§ Stored data:

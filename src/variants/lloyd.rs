use crate::{DistanceFunction, KMeans, KMeansConfig, KMeansError, KMeansState, Sample};

pub(crate) struct Lloyd<S, D> {
	_p: std::marker::PhantomData<(S, D)>
}
impl<S: Sample, D: DistanceFunction> Lloyd<S, D> {
    #[inline(always)] pub fn calculate<'a, F>(data: &KMeans<S, D>, k: usize, max_iter: usize, init: F, config: &KMeansConfig<'a, S>) -> Result<KMeansState<S>, KMeansError>
                where for<'c> F: FnOnce(&KMeans<S, D>, &mut KMeansState<S>, &KMeansConfig<'c, S>) -> Result<(), KMeansError> {
        data.validate(k, max_iter)?;

        let mut state = KMeansState::new(data.sample_cnt, k);
        state.distsum = u64::MAX;

        // Initialize clusters and notify subscriber
        init(data, &mut state, config)?;
        if state.centroids.len() != k {
            return Err(KMeansError::InvalidParameter("initialization has to produce exactly k centroids"));
        }
        log::debug!("initialized {} centroids for {} samples", k, data.sample_cnt);
        (config.init_done)(&state);
        let mut abort_strategy = config.abort_strategy.create_logic();

        for i in 1..=max_iter {
            data.update_cluster_assignments(&mut state, None);
            let used_centroids_cnt = data.update_cluster_frequencies(&state.assignments, &mut state.centroid_frequency);
            let new_distsum: u64 = state.centroid_distances.iter().sum();
            let new_centroids = data.update_centroids(&state);

            // Notify subscriber about finished iteration
            (config.iteration_done)(&state, i, new_distsum);
            log::debug!("iteration {}: distsum {}, {} of {} clusters populated", i, new_distsum, used_centroids_cnt, k);
            state.distsum = new_distsum;
            state.iterations = i;

            if new_centroids == state.centroids {
                state.converged = true;
                log::info!("converged after {} iterations", i);
                break;
            }
            // The final partition is kept together with the centroids it was assigned against
            if i == max_iter {
                log::info!("stopped after reaching the iteration limit of {}", max_iter);
                break;
            }
            if !abort_strategy.next(new_distsum) {
                log::info!("aborted after {} iterations", i);
                break;
            }
            state.centroids = new_centroids;
        }

        Ok(state)
    }
}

§ TASK DIRECTIONS: Give all the records again. Match them exactly.

§ OUTPUT:
filename src/variants/lloyd.rs
use crate::{DistanceFunction, KMeans, KMeansConfig, KMeansError, KMeansState, Sample};

pub(crate) struct Lloyd<S, D> {
	_p: std::marker::PhantomData<(S, D)>
}
impl<S: Sample, D: DistanceFunction> Lloyd<S, D> {
    #[inline(always)] pub fn calculate<'a, F>(data: &KMeans<S, D>, k: usize, max_iter: usize, init: F, config: &KMeansConfig<'a, S>) -> Result<KMeansState<S>, KMeansError>
                where for<'c> F: FnOnce(&KMeans<S, D>, &mut KMeansState<S>, &KMeansConfig<'c, S>) -> Result<(), KMeansError> {
        data.validate(k, max_iter)?;

        let mut state = KMeansState::new(data.sample_cnt, k);
        state.distsum = u64::MAX;

        // Initialize clusters and notify subscriber
        init(data, &mut state, config)?;
        if state.centroids.len() != k {
            return Err(KMeansError::InvalidParameter("initialization has to produce exactly k centroids"));
        }
        log::debug!("initialized {} centroids for {} samples", k, data.sample_cnt);
        (config.init_done)(&state);
        let mut abort_strategy = config.abort_strategy.create_logic();

        for i in 1..=max_iter {
            data.update_cluster_assignments(&mut state, None);
            let used_centroids_cnt = data.update_cluster_frequencies(&state.assignments, &mut state.centroid_frequency);
            let new_distsum: u64 = state.centroid_distances.iter().sum();
            let new_centroids = data.update_centroids(&state);

            // Notify subscriber about finished iteration
            (config.iteration_done)(&state, i, new_distsum);
            log::debug!("iteration {}: distsum {}, {} of {} clusters populated", i, new_distsum, used_centroids_cnt, k);
            state.distsum = new_distsum;
            state.iterations = i;

            if new_centroids == state.centroids {
                state.converged = true;
                log::info!("converged after {} iterations", i);
                break;
            }
            // The final partition is kept together with the centroids it was assigned against
            if i == max_iter {
                log::info!("stopped after reaching the iteration limit of {}", max_iter);
                break;
            }
            if !abort_strategy.next(new_distsum) {
                log::info!("aborted after {} iterations", i);
                break;
            }
            state.centroids = new_centroids;
        }

        Ok(state)
    }
}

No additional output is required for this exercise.